When I was a kid the world was huge. Bright blue skies, the warm sun and a soft wind across my face was all I needed to feel the beauty of the world. I had plenty of friends to cause trouble with and though things were not good at home, I felt connected to the ebbs and flow of the planet. As I grew older and got married, started a family, the world only grew brighter. Life was an adventure and I was truly happy.
Around the age of 25, I developed bipolar disorder. It was then that the world began to shrink slowly. I started by dropping social contacts, I was never in the mood to hang out anymore or make new friends. My family kept me sane and able to work. Thus the wide open world was narrowed to family time, grocery shopping, and work. On rare occasions the world opened up a little for concerts or parties, but I did not seek these out anymore. My infinite vision of time had become foggy. I could see a month or two in advance. Bills, birthdays, important events dictated my schedule. I threw myself into work, the only thing outside of home that I was engaged in. Work was something normal people did. As the years continued, I developed anxiety disorder and PTSD.

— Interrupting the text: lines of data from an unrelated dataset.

//! Relay session management.
//!
//! Holds the single most-recently-confirmed control endpoint and delivers
//! frequency commands to it over short-lived connections. The connection is
//! never reused or kept alive: one frame per delivery, then close.
//!
//! # State Machine
//!
//! ```text
//!            confirm(ep)                 deliver(f)
//!   ┌──────┐ ──────────► ┌───────────┐ ──────────► ┌────────────┐
//!   │ Idle │             │ Confirmed │             │ Delivering │
//!   └──────┘             └───────────┘ ◄────────── └────────────┘
//!      │                      ▲          send done
//!      │ deliver(f)           │ confirm(ep') overwrites
//!      ▼                      │ unconditionally
//!   NoEndpoint           (last-write-wins)
//! ```
//!
//! Confirmation is last-write-wins, unlike the probe cache: the manager
//! always trusts the most recent navigation's success, never the oldest.

// ============================================================================
// Imports
// ============================================================================

use std::sync::Arc;

use async_trait::async_trait;
use futures_util::SinkExt;
use parking_lot::Mutex;
use tokio_tungstenite::connect_async;
use tokio_tungstenite::tungstenite::Message;
use tracing::{debug, info, trace};

use crate::endpoint::Endpoint;
use crate::error::{Error, Result};
use crate::frequency::FrequencyValue;

// ============================================================================
// RelayState
// ============================================================================

/// Tagged state of the relay session manager.
#[derive(Debug, Clone, PartialEq, Eq)]
pub enum RelayState {
    /// No endpoint has answered yet; deliveries are no-ops.
    Idle,
    /// An endpoint is known to have answered at least once.
    Confirmed(Endpoint),
    /// A send to the endpoint is in flight.
    Delivering(Endpoint),
}

impl RelayState {
    /// Returns the endpoint held by this state, if any.
    #[inline]
    #[must_use]
    pub fn endpoint(&self) -> Option<&Endpoint> {
        match self {
            Self::Idle => None,
            Self::Confirmed(ep) | Self::Delivering(ep) => Some(ep),
        }
    }
}

// ============================================================================
// DeliveryOutcome
// ============================================================================

/// Observable result of a delivery attempt that did not fail outright.
#[derive(Debug, Clone, PartialEq, Eq)]
pub enum DeliveryOutcome {
    /// One frame was sent over a transient connection, now closed.
    Sent {
        /// Endpoint the frame was delivered to.
        endpoint: Endpoint,
        /// The exact frame sent, e.g. `T98000`.
        frame: String,
    },
    /// No confirmed endpoint yet; nothing to deliver.
    ///
    /// A soft no-op, not an error.
    NoEndpoint,
}

// ============================================================================
// DeliverySink
// ============================================================================

/// Transport seam for a single fire-and-forget frame.
///
/// The production implementation is [`WsDeliverySink`]; tests substitute
/// recording doubles to drive the state machine without network.
#[async_trait]
pub trait DeliverySink: Send + Sync {
    /// Opens a transient connection, sends `frame` once, and closes the
    /// connection unconditionally.
    ///
    /// # Errors
    ///
    /// Returns [`Error::Connection`] or [`Error::WebSocket`] when the
    /// connection cannot be opened or the send fails. No acknowledgment is
    /// expected or consumed.
    async fn send(&self, endpoint: &Endpoint, frame: &str) -> Result<()>;
}

// ============================================================================
// WsDeliverySink
// ============================================================================

/// Delivery over a freshly opened WebSocket connection.
#[derive(Debug, Clone, Default)]
pub struct WsDeliverySink;

#[async_trait]
impl DeliverySink for WsDeliverySink {
    async fn send(&self, endpoint: &Endpoint, frame: &str) -> Result<()> {
        let ws_url = endpoint.ws_url();
        trace!(%ws_url, frame, "Opening transient delivery connection");

        let (mut stream, _response) = connect_async(ws_url.as_str())
            .await
            .map_err(|e| Error::connection(e.to_string()))?;

        let sent = stream
            .send(Message::Text(frame.to_owned().into()))
            .await
            .map_err(Error::from);

        // Close regardless of send outcome; the connection is single-use.
        let _ = stream.close(None).await;

        sent
    }
}

// ============================================================================
// RelayManager
// ============================================================================

/// Owns the confirmed endpoint and performs deliveries to it.
///
/// # Thread Safety
///
/// State lives behind a [`parking_lot::Mutex`]; the manager is shared
/// across tasks via `Arc` or borrowed references.
pub struct RelayManager {
    /// Current session state.
    state: Mutex<RelayState>,
    /// Frame transport.
    sink: Arc<dyn DeliverySink>,
}

impl RelayManager {
    /// Creates a manager in the [`RelayState::Idle`] state.
    #[must_use]
    pub fn new(sink: Arc<dyn DeliverySink>) -> Self {
        Self {
            state: Mutex::new(RelayState::Idle),
            sink,
        }
    }

    /// Returns a snapshot of the current state.
    #[must_use]
    pub fn state(&self) -> RelayState {
        self.state.lock().clone()
    }

    /// Returns the currently confirmed endpoint, if any.
    #[must_use]
    pub fn confirmed(&self) -> Option<Endpoint> {
        self.state.lock().endpoint().cloned()
    }

    /// Confirms an endpoint as the delivery target.
    ///
    /// Always overwrites: a later success on a different host replaces the
    /// stored endpoint (last-write-wins). The endpoint is never cleared,
    /// only replaced, for the lifetime of the manager.
    pub fn confirm(&self, endpoint: Endpoint) {
        let mut state = self.state.lock();
        match &*state {
            RelayState::Idle => info!(%endpoint, "Control endpoint confirmed"),
            previous => {
                if previous.endpoint() != Some(&endpoint) {
                    info!(%endpoint, ?previous, "Confirmed endpoint replaced");
                }
            }
        }
        *state = RelayState::Confirmed(endpoint);
    }

    /// Delivers a frequency command to the confirmed endpoint.
    ///
    /// While idle this is a soft no-op reporting
    /// [`DeliveryOutcome::NoEndpoint`]. Otherwise exactly one transient
    /// connection is opened, one `T<kilohertz>` frame sent, and the
    /// connection closed. A failed send is not retried; the endpoint stays
    /// confirmed for the next attempt.
    ///
    /// # Errors
    ///
    /// Propagates the sink's connection or send error.
    pub async fn deliver(&self, frequency: FrequencyValue) -> Result<DeliveryOutcome> {
        let endpoint = {
            let mut state = self.state.lock();
            match state.endpoint().cloned() {
                None => {
                    debug!(%frequency, "No confirmed endpoint, nothing to deliver");
                    return Ok(DeliveryOutcome::NoEndpoint);
                }
                Some(endpoint) => {
                    *state = RelayState::Delivering(endpoint.clone());
                    endpoint
                }
            }
        };

        let frame = frequency.command();
        debug!(%endpoint, frame, "Delivering frequency");

        let sent = self.sink.send(&endpoint, &frame).await;

        {
            // Restore Confirmed unless a newer confirmation landed while
            // the send was in flight.
            let mut state = self.state.lock();
            if *state == RelayState::Delivering(endpoint.clone()) {
                *state = RelayState::Confirmed(endpoint.clone());
            }
        }

        sent?;
        Ok(DeliveryOutcome::Sent { endpoint, frame })
    }
}

// ============================================================================
// Tests
// ============================================================================

#[cfg(test)]
mod tests {
    use super::*;

    use std::time::Duration;

    use tokio::sync::Notify;

    /// Recording sink with optional scripted failure and send gating.
    struct RecordingSink {
        sent: Mutex<Vec<(Endpoint, String)>>,
        fail: bool,
        gate: Option<Arc<Notify>>,
    }

    impl RecordingSink {
        fn new() -> Arc<Self> {
            Arc::new(Self {
                sent: Mutex::new(Vec::new()),
                fail: false,
                gate: None,
            })
        }

        fn failing() -> Arc<Self> {
            Arc::new(Self {
                sent: Mutex::new(Vec::new()),
                fail: true,
                gate: None,
            })
        }

        fn gated(gate: Arc<Notify>) -> Arc<Self> {
            Arc::new(Self {
                sent: Mutex::new(Vec::new()),
                fail: false,
                gate: Some(gate),
            })
        }

        fn sent(&self) -> Vec<(Endpoint, String)> {
            self.sent.lock().clone()
        }
    }

    #[async_trait]
    impl DeliverySink for RecordingSink {
        async fn send(&self, endpoint: &Endpoint, frame: &str) -> Result<()> {
            if let Some(gate) = &self.gate {
                gate.notified().await;
            }
            self.sent.lock().push((endpoint.clone(), frame.to_owned()));
            if self.fail {
                return Err(Error::connection("refused"));
            }
            Ok(())
        }
    }

    fn freq(mhz: f64) -> FrequencyValue {
        FrequencyValue::from_mhz(mhz).unwrap()
    }

    #[tokio::test]
    async fn test_deliver_while_idle_is_noop() {
        let sink = RecordingSink::new();
        let manager = RelayManager::new(sink.clone());

        let outcome = manager.deliver(freq(98.0)).await.unwrap();

        assert_eq!(outcome, DeliveryOutcome::NoEndpoint);
        assert!(sink.sent().is_empty());
        assert_eq!(manager.state(), RelayState::Idle);
    }

    #[tokio::test]
    async fn test_deliver_while_confirmed_sends_one_frame() {
        let sink = RecordingSink::new();
        let manager = RelayManager::new(sink.clone());
        let endpoint = Endpoint::new("example.org", 8080, false);

        manager.confirm(endpoint.clone());
        let outcome = manager.deliver(freq(87.7)).await.unwrap();

        assert_eq!(
            outcome,
            DeliveryOutcome::Sent {
                endpoint: endpoint.clone(),
                frame: "T87700".to_owned(),
            }
        );
        assert_eq!(sink.sent(), vec![(endpoint.clone(), "T87700".to_owned())]);
        assert_eq!(manager.state(), RelayState::Confirmed(endpoint));
    }

    #[tokio::test]
    async fn test_confirm_is_last_write_wins() {
        let manager = RelayManager::new(RecordingSink::new());
        let a = Endpoint::new("a.example", 8080, false);
        let b = Endpoint::new("b.example", 8080, false);

        manager.confirm(a);
        manager.confirm(b.clone());

        assert_eq!(manager.confirmed(), Some(b));
    }

    #[tokio::test]
    async fn test_failed_send_is_not_retried_and_keeps_endpoint() {
        let sink = RecordingSink::failing();
        let manager = RelayManager::new(sink.clone());
        let endpoint = Endpoint::new("example.org", 8080, false);

        manager.confirm(endpoint.clone());
        let err = manager.deliver(freq(98.0)).await.unwrap_err();

        assert!(err.is_connection_error());
        // Exactly one attempt, endpoint still confirmed for the next one.
        assert_eq!(sink.sent().len(), 1);
        assert_eq!(manager.confirmed(), Some(endpoint));
    }

    #[tokio::test]
    async fn test_confirm_during_delivery_wins() {
        let gate = Arc::new(Notify::new());
        let sink = RecordingSink::gated(gate.clone());
        let manager = Arc::new(RelayManager::new(sink));
        let a = Endpoint::new("a.example", 8080, false);
        let b = Endpoint::new("b.example", 8080, false);

        manager.confirm(a.clone());

        let delivering = {
            let manager = Arc::clone(&manager);
            tokio::spawn(async move { manager.deliver(freq(98.0)).await })
        };

        // Wait for the send to be in flight, then confirm a newer endpoint.
        tokio::time::sleep(Duration::from_millis(20)).await;
        assert_eq!(manager.state(), RelayState::Delivering(a));
        manager.confirm(b.clone());

        gate.notify_one();
        delivering.await.unwrap().unwrap();

        // The in-flight delivery must not clobber the newer confirmation.
        assert_eq!(manager.confirmed(), Some(b));
    }

    #[tokio::test]
    async fn test_frame_format_rounds_to_khz() {
        let sink = RecordingSink::new();
        let manager = RelayManager::new(sink.clone());
        manager.confirm(Endpoint::new("example.org", 8080, false));

        manager.deliver(freq(106.4)).await.unwrap();

        assert_eq!(sink.sent()[0].1, "T106400");
    }
}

At this point I started to lose control over my life. I worked even harder, trying desperately to maintain a normal life. I had bursts of anger where I would yell and scream at my husband and children. Then I would plummet into a depression, feeling like shit for what I had done. I had reckless mania where I would spend our savings on toys and special treats for the kids and my husband. These moments were the only happiness I felt for a while. Nothing could pull me out of the vicious cycle of mood swings and a dark cloud seemed to follow me. I had no concept of time at this point. Everything was a blur of intense emotion, I was trapped in my head. My children got used to hiding from mommy. They never knew if I'd be angry and yelling, depressed and wanting to be alone, or manic and wanting to go have fun. It was confusing for them to say the least.

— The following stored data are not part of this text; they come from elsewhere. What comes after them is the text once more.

//! The owning service: per-navigation orchestration.
//!
//! [`FrequencyLink`] is constructed once per process and owns all shared
//! state (probe cache, confirmed endpoint) as fields rather than ambient
//! globals, so tests can build isolated instances and control scheduling.
//!
//! # Per-Navigation Flow
//!
//! ```text
//! navigation(url)
//!   ├─ extract frequency ──► deliver via currently confirmed endpoint
//!   │                         (does not wait for discovery)
//!   └─ discover(host, port, secure)
//!        └─ reachable ──► confirm (last-write-wins)
//!                          └─ frequency found? ──► deliver again to the
//!                                                  refreshed endpoint
//! ```
//!
//! The second delivery covers the first-ever visit to a host: nothing was
//! confirmed when the immediate delivery ran, so it was a no-op, and the
//! refreshed delivery is the one that lands. Sending the same frequency
//! twice is tolerated by the control server.

// ============================================================================
// Imports
// ============================================================================

use std::sync::Arc;
use std::time::Duration;

use tracing::{debug, warn};
use url::Url;

use crate::discovery::{Discoverer, ProbeCache, Prober, WsProber};
use crate::endpoint::Endpoint;
use crate::error::Result;
use crate::frequency::{self, FrequencyValue};
use crate::relay::{DeliveryOutcome, DeliverySink, RelayManager, WsDeliverySink};

// ============================================================================
// NavigationReport
// ============================================================================

/// What a single navigation event caused.
///
/// Returned so the orchestration's interleavings are observable in tests
/// and logs; embedders are free to ignore it.
#[derive(Debug, Clone)]
pub struct NavigationReport {
    /// Endpoint derived from the navigated URL.
    pub endpoint: Endpoint,
    /// Frequency extracted from the URL, if any.
    pub frequency: Option<FrequencyValue>,
    /// Whether the navigated endpoint answered (possibly from cache).
    pub reachable: bool,
    /// Delivery attempts in the order they completed.
    pub deliveries: Vec<DeliveryOutcome>,
}

impl NavigationReport {
    /// Returns `true` if at least one frame was actually sent.
    #[must_use]
    pub fn delivered(&self) -> bool {
        self.deliveries
            .iter()
            .any(|outcome| matches!(outcome, DeliveryOutcome::Sent { .. }))
    }
}

// ============================================================================
// FrequencyLink
// ============================================================================

/// Bridges navigation events to a radio-control endpoint.
///
/// Construct once via [`FrequencyLink::builder()`] and feed it one
/// [`handle_navigation`] call per completed page load.
///
/// [`handle_navigation`]: FrequencyLink::handle_navigation
///
/// # Example
///
/// ```no_run
/// use frequency_link::{FrequencyLink, Result};
///
/// # async fn example() -> Result<()> {
/// let link = FrequencyLink::builder().build();
///
/// let report = link.handle_navigation("https://example.org:8080/?f=98,0").await?;
/// if report.delivered() {
///     println!("tuned to {}", report.frequency.unwrap());
/// }
/// # Ok(())
/// # }
/// ```
pub struct FrequencyLink {
    /// Cache-or-probe reachability resolution.
    discoverer: Discoverer,
    /// Confirmed endpoint and delivery state machine.
    relay: RelayManager,
}

impl FrequencyLink {
    /// Returns a builder with default configuration.
    #[inline]
    #[must_use]
    pub fn builder() -> FrequencyLinkBuilder {
        FrequencyLinkBuilder::new()
    }

    /// Returns the currently confirmed endpoint, if any.
    #[inline]
    #[must_use]
    pub fn confirmed_endpoint(&self) -> Option<Endpoint> {
        self.relay.confirmed()
    }

    /// Returns the shared probe cache.
    #[inline]
    #[must_use]
    pub fn probe_cache(&self) -> &Arc<ProbeCache> {
        self.discoverer.cache()
    }

    /// Delivers a frequency to the confirmed endpoint, bypassing discovery.
    ///
    /// # Errors
    ///
    /// Propagates the delivery connection error.
    pub async fn deliver(&self, frequency: FrequencyValue) -> Result<DeliveryOutcome> {
        self.relay.deliver(frequency).await
    }

    /// Handles one navigation-completed event.
    ///
    /// Extracts a frequency (if any), delivers it immediately with whatever
    /// endpoint is currently confirmed, then discovers the navigated
    /// endpoint and, on success, confirms it and delivers again.
    ///
    /// Probe and delivery failures are swallowed (logged, reflected in the
    /// report); the system is best-effort and silent by design.
    ///
    /// # Errors
    ///
    /// Only URL-level problems surface: [`Error::InvalidUrl`] for an
    /// unparseable URL and [`Error::MissingHost`] for one without a host.
    ///
    /// [`Error::InvalidUrl`]: crate::Error::InvalidUrl
    /// [`Error::MissingHost`]: crate::Error::MissingHost
    pub async fn handle_navigation(&self, url: &str) -> Result<NavigationReport> {
        let parsed = Url::parse(url)?;
        let endpoint = Endpoint::from_navigated(&parsed)?;
        let frequency = frequency::extract(url);

        debug!(%endpoint, frequency = ?frequency.map(|f| f.to_string()), url, "Navigation");

        let mut deliveries = Vec::new();

        // Immediate attempt with the previously confirmed endpoint; do not
        // block on discovery of the navigated one.
        if let Some(freq) = frequency {
            self.try_deliver(freq, &mut deliveries).await;
        }

        let reachable = self.discoverer.discover(&endpoint).await;

        if reachable {
            self.relay.confirm(endpoint.clone());

            // Refreshed attempt: covers the first visit to a host, where
            // the immediate attempt found nothing confirmed.
            if let Some(freq) = frequency {
                self.try_deliver(freq, &mut deliveries).await;
            }
        }

        Ok(NavigationReport {
            endpoint,
            frequency,
            reachable,
            deliveries,
        })
    }

    /// Runs one delivery attempt, swallowing connection failures.
    async fn try_deliver(&self, frequency: FrequencyValue, deliveries: &mut Vec<DeliveryOutcome>) {
        match self.relay.deliver(frequency).await {
            Ok(outcome) => deliveries.push(outcome),
            Err(e) => warn!(%frequency, error = %e, "Delivery failed"),
        }
    }
}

It wasn't until I started to lose my ability to be around people that I finally swallowed my pride and asked for help. I expected to get prescribed meds and feel instantly better. I let down my guard and allowed myself free range. This was the biggest mistake I've ever made. I began 2 straight years of reckless action. Sexual promiscuity, excessive use of drugs and alcohol, and selfishness. I was so busy doing me that I lost sight of that family that held me together. I started treatment roughly 4 years ago and it has taken me until now to find the right medication combo.
So 4 years later, am I cured? Fuck no, but I'm finally aware. I can see my children again and am doing everything in my power to earn their forgiveness. I know what it feels like to have an extreme surge of emotion and have learned to talk about it with my loved ones. I have a goal for who I'd like to be again and I'm making progress towards it. My world is today. One day at a time. If I work hard enough just maybe I'll feel the sun and wind on my face once again.